Shayna M. Rogers, Salem, argued the cause for respondent. Also on the brief were J. Michael Keane and Garrett Hemann Robertson PC.
Before Armstrong, Presiding Judge, and Tookey, Judge, and Shorr, Judge.
Plaintiff, State of Oregon, through its Business Development Department, loaned money to defendant’s company, High Pressure Research, LLC (HPR).1 Defendant personally guaranteed the loan as the sole member of HPR. Plaintiff brought this action against defendant to enforce defendant’s guaranty after HPR defaulted on the loan. The parties subsequently filed cross-motions for summary judgment. Defendant argued in his motion that the action was time barred, because the guaranty is a negotiable instrument under ORS 73.0104 and, therefore, plaintiff’s claim to enforce the guaranty was subject to the limitation periods in ORS 73.0118,2 which had run. The trial court granted defendant’s motion after concluding that the guaranty was a negotiable instrument, that the ORS 73.0118 limitation periods applied to plaintiff’s claim, and that plaintiff’s action was therefore time barred. The court accordingly also denied plaintiff’s motion for summary judgment and entered a judgment that dismissed plaintiff’s guaranty claim.
Plaintiff appeals the judgment of dismissal, assigning error to the trial court’s rulings granting defendant’s motion for summary judgment and denying plaintiff’s motion. Plaintiff also appeals a subsequent supplemental judgment awarding defendant attorney fees and costs.
Plaintiff contends that the trial court erroneously concluded that the guaranty is a negotiable instrument. As a matter of first impression, we agree with plaintiff that the guaranty is not a negotiable instrument as defined in ORS 73.0104 and is therefore not subject to the limitation periods in ORS 73.0118. We also conclude that the trial court erred in denying plaintiff’s motion for summary judgment, because there was no dispute of material fact on plaintiff’s claim, and defendant failed to establish that there was a triable issue of fact on defendant’s affirmative defense of fraud in the inducement. Consequently, plaintiff was entitled to judgment as a matter of law. Hence, we reverse and remand.

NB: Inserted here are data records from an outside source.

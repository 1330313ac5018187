use serde_json::json;

/// Response envelope for one request: `{id, ok, result}` on success,
/// `{id, ok, error: {code, message, details?}}` on failure.
pub fn ok(id: &str, result: serde_json::Value) -> serde_json::Value {
    json!({
        "id": id,
        "ok": true,
        "result": result
    })
}

pub fn err(
    id: &str,
    code: &str,
    message: impl Into<String>,
    details: Option<serde_json::Value>,
) -> serde_json::Value {
    let mut error = json!({
        "code": code,
        "message": message.into(),
    });
    if let Some(d) = details {
        error["details"] = d;
    }
    json!({
        "id": id,
        "ok": false,
        "error": error,
    })
}

use serde_json::json;
use test_support::{request_ok, spawn_sidecar, temp_dir};

#[test]
fn dropping_a_reference_revokes_its_preview() {
    let workspace = temp_dir("coursebuilder-uploads");
    let (_child, mut stdin, mut reader) = spawn_sidecar();

    let preview_a = workspace.join("preview-a.png");
    let preview_b = workspace.join("preview-b.png");
    std::fs::write(&preview_a, b"a").expect("write preview a");
    std::fs::write(&preview_b, b"b").expect("write preview b");

    let _ = request_ok(
        &mut stdin,
        &mut reader,
        "1",
        "workspace.select",
        json!({ "path": workspace.to_string_lossy() }),
    );
    let _ = request_ok(&mut stdin, &mut reader, "2", "builder.open", json!({}));

    let _ = request_ok(
        &mut stdin,
        &mut reader,
        "3",
        "builder.uploads.register",
        json!({
            "uploadId": "up-a",
            "bytesHex": "dead",
            "previewPath": preview_a.to_string_lossy()
        }),
    );
    let _ = request_ok(
        &mut stdin,
        &mut reader,
        "4",
        "builder.uploads.register",
        json!({
            "uploadId": "up-b",
            "bytesHex": "beef",
            "previewPath": preview_b.to_string_lossy()
        }),
    );

    let _ = request_ok(
        &mut stdin,
        &mut reader,
        "5",
        "builder.course.update",
        json!({
            "descriptionHtml":
                "<img src=\"upload://up-a\"><img src=\"upload://up-b\">"
        }),
    );
    let state = request_ok(&mut stdin, &mut reader, "6", "builder.state", json!({}));
    let pending = state["pendingUploads"].as_array().expect("pendingUploads");
    assert_eq!(pending.len(), 2);

    // Deleting the image from the editor drops its queue entry and preview.
    let _ = request_ok(
        &mut stdin,
        &mut reader,
        "7",
        "builder.course.update",
        json!({ "descriptionHtml": "<img src=\"upload://up-b\">" }),
    );
    let state = request_ok(&mut stdin, &mut reader, "8", "builder.state", json!({}));
    assert_eq!(state["pendingUploads"], json!(["up-b"]));
    assert!(!preview_a.exists(), "orphaned preview file is removed");
    assert!(preview_b.exists(), "referenced preview file is kept");
}

#[test]
fn media_staged_upload_survives_unrelated_edits() {
    let workspace = temp_dir("coursebuilder-media-stage");
    let (_child, mut stdin, mut reader) = spawn_sidecar();

    let _ = request_ok(
        &mut stdin,
        &mut reader,
        "1",
        "workspace.select",
        json!({ "path": workspace.to_string_lossy() }),
    );
    let _ = request_ok(&mut stdin, &mut reader, "2", "builder.open", json!({}));

    let _ = request_ok(
        &mut stdin,
        &mut reader,
        "3",
        "builder.uploads.register",
        json!({ "uploadId": "up-cover", "bytesHex": "00ff00ff" }),
    );
    let _ = request_ok(
        &mut stdin,
        &mut reader,
        "4",
        "builder.media.stage",
        json!({ "slot": "featureImage", "uploadId": "up-cover" }),
    );

    // A cover image never appears in HTML content; an unrelated edit must
    // not prune it from the queue.
    let _ = request_ok(
        &mut stdin,
        &mut reader,
        "5",
        "builder.course.update",
        json!({ "title": "Renamed Course" }),
    );
    let state = request_ok(&mut stdin, &mut reader, "6", "builder.state", json!({}));
    assert_eq!(state["pendingUploads"], json!(["up-cover"]));

    // Explicit removal wins over the staged replacement.
    let _ = request_ok(
        &mut stdin,
        &mut reader,
        "7",
        "builder.media.remove",
        json!({ "slot": "featureImage" }),
    );
    let state = request_ok(&mut stdin, &mut reader, "8", "builder.state", json!({}));
    assert_eq!(
        state["draft"]["feature_image"]["staging"]["action"],
        "remove"
    );
}
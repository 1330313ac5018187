use crate::draft::{CourseDraft, DeletionBuffers, Item, MediaSlot, MediaStaging, Topic};
use crate::ids::{EntityId, IdAllocator};
use crate::snapshot::{compute_signature, ChangeTracker, Signature};
use crate::store::CourseRecord;
use crate::uploads::UploadQueue;

/// One open course editing session: the draft tree plus everything that
/// diverges from persisted state between saves. Exactly one exists per
/// daemon; abandoning it discards all local edits.
pub struct BuilderSession {
    pub draft: CourseDraft,
    pub buffers: DeletionBuffers,
    pub queue: UploadQueue,
    pub ids: IdAllocator,
    pub tracker: ChangeTracker,
    /// Set while a reconciliation is running; a second save/publish against
    /// the same session is refused until it clears.
    pub reconciling: bool,
}

impl BuilderSession {
    /// Fresh, never-persisted draft. The baseline is the empty draft itself,
    /// so the session starts clean.
    pub fn new() -> BuilderSession {
        let draft = CourseDraft::new();
        let baseline = compute_signature(&draft, &DeletionBuffers::default(), &[]);
        BuilderSession {
            draft,
            buffers: DeletionBuffers::default(),
            queue: UploadQueue::new(),
            ids: IdAllocator::new(),
            tracker: ChangeTracker::new(baseline),
            reconciling: false,
        }
    }

    /// Session over an already-persisted course. Every id in the tree is a
    /// persisted id; the loaded state is the clean baseline.
    pub fn from_record(record: CourseRecord) -> BuilderSession {
        let draft = CourseDraft {
            id: Some(record.id),
            title: record.title,
            slug: record.slug,
            status: record.status,
            summary: record.summary,
            description_html: record.description_html,
            feature_image: MediaSlot {
                current: record.feature_image_ref,
                staging: MediaStaging::Keep,
            },
            intro_video: MediaSlot {
                current: record.intro_video_ref,
                staging: MediaStaging::Keep,
            },
            member_ids: record.member_ids.into_iter().collect(),
            topics: record
                .topics
                .into_iter()
                .map(|t| Topic {
                    id: EntityId::Persisted(t.id),
                    title: t.title,
                    summary: t.summary,
                    position: t.position,
                    items: t
                        .items
                        .into_iter()
                        .map(|i| Item {
                            id: EntityId::Persisted(i.id),
                            title: i.title,
                            position: i.position,
                            payload: i.payload,
                        })
                        .collect(),
                })
                .collect(),
        };
        let baseline = compute_signature(&draft, &DeletionBuffers::default(), &[]);
        BuilderSession {
            draft,
            buffers: DeletionBuffers::default(),
            queue: UploadQueue::new(),
            ids: IdAllocator::new(),
            tracker: ChangeTracker::new(baseline),
            reconciling: false,
        }
    }

    pub fn signature(&self) -> Signature {
        compute_signature(&self.draft, &self.buffers, &self.queue.ids())
    }

    pub fn is_dirty(&self) -> bool {
        self.tracker.is_dirty(&self.signature())
    }

    /// Bookkeeping after any draft mutation: flags a published course stale
    /// and drops queued uploads no longer referenced by any content.
    pub fn after_mutation(&mut self) {
        self.tracker.note_mutation(self.draft.status);
        let fields = self.draft.all_html_fields();
        let pinned = self.draft.staged_upload_ids();
        self.queue.prune_by_content(fields, pinned);
    }
}

impl Default for BuilderSession {
    fn default() -> BuilderSession {
        BuilderSession::new()
    }
}
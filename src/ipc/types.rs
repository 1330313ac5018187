use std::path::PathBuf;

use rusqlite::Connection;
use serde::Deserialize;

use crate::attempts::AutosaveDebouncer;
use crate::session::BuilderSession;

#[derive(Debug, Deserialize, Clone)]
pub struct Request {
    pub id: String,
    pub method: String,
    #[serde(default)]
    pub params: serde_json::Value,
}

pub struct AppState {
    pub workspace: Option<PathBuf>,
    pub db: Option<Connection>,
    /// At most one course editing session is open at a time.
    pub session: Option<BuilderSession>,
    pub autosave: AutosaveDebouncer,
}

impl AppState {
    pub fn new() -> AppState {
        AppState {
            workspace: None,
            db: None,
            session: None,
            autosave: AutosaveDebouncer::new(),
        }
    }
}

impl Default for AppState {
    fn default() -> AppState {
        AppState::new()
    }
}
mod error;
mod handlers;
mod router;
mod types;

pub use router::handle_request;
pub use types::{AppState, Request};
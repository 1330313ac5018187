pub mod attempts;
pub mod builder;
pub mod core;
impl CourseStore for SqliteStore<'_> {
    fn create_course(&mut self, fields: &CourseFields) -> Result<String, StoreError> {
        let id = Uuid::new_v4().to_string();
        let ts = now_ts();
        self.conn
            .execute(
                "INSERT INTO courses(id, title, slug, status, summary, description_html, created_at, updated_at)
                 VALUES(?, ?, ?, ?, ?, ?, ?, ?)",
                params![
                    id,
                    fields.title,
                    fields.slug,
                    fields.status.as_str(),
                    fields.summary,
                    fields.description_html,
                    ts,
                    ts
                ],
            )
            .map_err(db_err)?;
        Ok(id)
    }

    fn update_course(&mut self, course_id: &str, fields: &CourseFields) -> Result<(), StoreError> {
        let changed = self
            .conn
            .execute(
                "UPDATE courses
                 SET title = ?, slug = ?, status = ?, summary = ?, description_html = ?, updated_at = ?
                 WHERE id = ?",
                params![
                    fields.title,
                    fields.slug,
                    fields.status.as_str(),
                    fields.summary,
                    fields.description_html,
                    now_ts(),
                    course_id
                ],
            )
            .map_err(db_err)?;
        if changed == 0 {
            return Err(StoreError::NotFound(format!("course {}", course_id)));
        }
        Ok(())
    }

    fn load_course(&self, course_id: &str) -> Result<CourseRecord, StoreError> {
        let row = self
            .conn
            .query_row(
                "SELECT id, title, slug, status, summary, description_html, feature_image_ref, intro_video_ref
                 FROM courses WHERE id = ?",
                [course_id],
                |r| {
                    Ok((
                        r.get::<_, String>(0)?,
                        r.get::<_, String>(1)?,
                        r.get::<_, String>(2)?,
                        r.get::<_, String>(3)?,
                        r.get::<_, String>(4)?,
                        r.get::<_, String>(5)?,
                        r.get::<_, Option<String>>(6)?,
                        r.get::<_, Option<String>>(7)?,
                    ))
                },
            )
            .optional()
            .map_err(db_err)?
            .ok_or_else(|| StoreError::NotFound(format!("course {}", course_id)))?;

        let status = CourseStatus::parse(&row.3)
            .ok_or_else(|| StoreError::Backend(format!("course {} has status {}", course_id, row.3)))?;

        let mut stmt = self
            .conn
            .prepare("SELECT user_id FROM course_members WHERE course_id = ? ORDER BY user_id")
            .map_err(db_err)?;
        let member_ids = stmt
            .query_map([course_id], |r| r.get::<_, String>(0))
            .map_err(db_err)?
            .collect::<Result<Vec<_>, _>>()
            .map_err(db_err)?;

        let mut stmt = self
            .conn
            .prepare(
                "SELECT id, title, summary, sort_order
                 FROM topics
                 WHERE course_id = ?
                 ORDER BY sort_order, id",
            )
            .map_err(db_err)?;
        let topic_rows = stmt
            .query_map([course_id], |r| {
                Ok((
                    r.get::<_, String>(0)?,
                    r.get::<_, String>(1)?,
                    r.get::<_, Option<String>>(2)?,
                    r.get::<_, i64>(3)?,
                ))
            })
            .map_err(db_err)?
            .collect::<Result<Vec<_>, _>>()
            .map_err(db_err)?;

        let mut topics = Vec::with_capacity(topic_rows.len());
        for (id, title, summary, position) in topic_rows {
            let items = self.items_for_topic(&id)?;
            topics.push(TopicRecord {
                id,
                title,
                summary,
                position,
                items,
            });
        }

        Ok(CourseRecord {
            id: row.0,
            title: row.1,
            slug: row.2,
            status,
            summary: row.4,
            description_html: row.5,
            feature_image_ref: row.6,
            intro_video_ref: row.7,
            member_ids,
            topics,
        })
    }

    fn set_course_media(
        &mut self,
        course_id: &str,
        kind: MediaKind,
        stable_ref: Option<String>,
    ) -> Result<(), StoreError> {
        let sql = match kind {
            MediaKind::FeatureImage => {
                "UPDATE courses SET feature_image_ref = ?, updated_at = ? WHERE id = ?"
            }
            MediaKind::IntroVideo => {
                "UPDATE courses SET intro_video_ref = ?, updated_at = ? WHERE id = ?"
            }
        };
        let changed = self
            .conn
            .execute(sql, params![stable_ref, now_ts(), course_id])
            .map_err(db_err)?;
        if changed == 0 {
            return Err(StoreError::NotFound(format!("course {}", course_id)));
        }
        Ok(())
    }

    fn replace_members(&mut self, course_id: &str, member_ids: &[String]) -> Result<(), StoreError> {
        self.course_exists(course_id)?;
        self.conn
            .execute("DELETE FROM course_members WHERE course_id = ?", [course_id])
            .map_err(db_err)?;
        let mut stmt = self
            .conn
            .prepare("INSERT INTO course_members(course_id, user_id) VALUES(?, ?)")
            .map_err(db_err)?;
        for user_id in member_ids {
            stmt.execute(params![course_id, user_id]).map_err(db_err)?;
        }
        Ok(())
    }

    fn create_topic(&mut self, course_id: &str, fields: &TopicFields) -> Result<String, StoreError> {
        self.course_exists(course_id)?;
        let id = Uuid::new_v4().to_string();
        let ts = now_ts();
        self.conn
            .execute(
                "INSERT INTO topics(id, course_id, title, summary, sort_order, created_at, updated_at)
                 VALUES(?, ?, ?, ?, ?, ?, ?)",
                params![id, course_id, fields.title, fields.summary, fields.position, ts, ts],
            )
            .map_err(db_err)?;
        Ok(id)
    }

    fn update_topic(&mut self, topic_id: &str, fields: &TopicFields) -> Result<(), StoreError> {
        let changed = self
            .conn
            .execute(
                "UPDATE topics SET title = ?, summary = ?, sort_order = ?, updated_at = ? WHERE id = ?",
                params![fields.title, fields.summary, fields.position, now_ts(), topic_id],
            )
            .map_err(db_err)?;
        if changed == 0 {
            return Err(StoreError::NotFound(format!("topic {}", topic_id)));
        }
        Ok(())
    }

    fn delete_topic(&mut self, topic_id: &str) -> Result<(), StoreError> {
        // Items first; the schema has no ON DELETE CASCADE.
        self.conn
            .execute("DELETE FROM items WHERE topic_id = ?", [topic_id])
            .map_err(db_err)?;
        let changed = self
            .conn
            .execute("DELETE FROM topics WHERE id = ?", [topic_id])
            .map_err(db_err)?;
        if changed == 0 {
            return Err(StoreError::NotFound(format!("topic {}", topic_id)));
        }
        Ok(())
    }

    fn reorder_topics(&mut self, course_id: &str, ordered_ids: &[String]) -> Result<(), StoreError> {
        for (i, id) in ordered_ids.iter().enumerate() {
            let changed = self
                .conn
                .execute(
                    "UPDATE topics SET sort_order = ? WHERE id = ? AND course_id = ?",
                    params![i as i64, id, course_id],
                )
                .map_err(db_err)?;
            if changed == 0 {
                return Err(StoreError::NotFound(format!("topic {}", id)));
            }
        }
        Ok(())
    }

    fn create_item(&mut self, topic_id: &str, fields: &ItemFields) -> Result<String, StoreError> {
        self.topic_exists(topic_id)?;
        let id = Uuid::new_v4().to_string();
        let ts = now_ts();
        let payload_json = serde_json::to_string(&fields.payload)
            .map_err(|e| StoreError::Backend(e.to_string()))?;
        self.conn
            .execute(
                "INSERT INTO items(id, topic_id, kind, title, sort_order, payload_json, created_at, updated_at)
                 VALUES(?, ?, ?, ?, ?, ?, ?, ?)",
                params![
                    id,
                    topic_id,
                    fields.payload.kind(),
                    fields.title,
                    fields.position,
                    payload_json,
                    ts,
                    ts
                ],
            )
            .map_err(db_err)?;
        Ok(id)
    }

    fn update_item(&mut self, item_id: &str, fields: &ItemFields) -> Result<(), StoreError> {
        let payload_json = serde_json::to_string(&fields.payload)
            .map_err(|e| StoreError::Backend(e.to_string()))?;
        let changed = self
            .conn
            .execute(
                "UPDATE items SET kind = ?, title = ?, sort_order = ?, payload_json = ?, updated_at = ?
                 WHERE id = ?",
                params![
                    fields.payload.kind(),
                    fields.title,
                    fields.position,
                    payload_json,
                    now_ts(),
                    item_id
                ],
            )
            .map_err(db_err)?;
        if changed == 0 {
            return Err(StoreError::NotFound(format!("item {}", item_id)));
        }
        Ok(())
    }

    fn delete_item(&mut self, item_id: &str) -> Result<(), StoreError> {
        let changed = self
            .conn
            .execute("DELETE FROM items WHERE id = ?", [item_id])
            .map_err(db_err)?;
        if changed == 0 {
            return Err(StoreError::NotFound(format!("item {}", item_id)));
        }
        Ok(())
    }

    fn reorder_items(&mut self, topic_id: &str, ordered_ids: &[String]) -> Result<(), StoreError> {
        for (i, id) in ordered_ids.iter().enumerate() {
            let changed = self
                .conn
                .execute(
                    "UPDATE items SET sort_order = ? WHERE id = ? AND topic_id = ?",
                    params![i as i64, id, topic_id],
                )
                .map_err(db_err)?;
            if changed == 0 {
                return Err(StoreError::NotFound(format!("item {}", id)));
            }
        }
        Ok(())
    }
}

The Business Development Department makes loans to start-ups, early-stage companies, and small businesses. See ORS 285B.053. In 1998, plaintiff loaned $69,500 to HPR to purchase equipment for HPR to use to preserve and package foods using high-pressure treatment. To document that loan, plaintiff and HPR executed a promissory note and a loan agreement. The loan agreement stated that the equipment would be stored at Oregon State University (OSU). Defendant signed both the promissory note and the loan agreement in his capacity as the chief financial officer of HPR. Under the terms of the promissory note and the loan agreement, HPR was to make 48 consecutive monthly payments beginning one month after the loan funds were disbursed and to pay any remaining balance on April 30, 2002. The promissory note specified that, in the event of default, "the entire unpaid principal balance of, and all unpaid accrued interest on, this Note may be declared to be immediately due and payable in the manner, upon the conditions and with the effect provided in the Loan Agreement."
As a condition precedent to the disbursement of funds under the loan, the loan agreement required defendant to sign a "continuing, unconditional guaranty" of the HPR loan. Another clause in the loan agreement provided that "[n]o failure on the part of Lender to exercise, and no delay in exercising, any right, power, or privilege under this Agreement shall operate as a waiver thereof."
As required by the loan agreement, defendant signed a guaranty agreement guarantying "payment of the existing and future indebtedness" of HPR to plaintiff. The guaranty expressly referenced the loan agreement in its recitals. The guaranty further stated:
The guaranty also included a clause stating that defendant would not be released from liability due to "[a]ny neglect, delay, omission, failure, or refusal of [plaintiff] to take or prosecute any action for the collection of the Note."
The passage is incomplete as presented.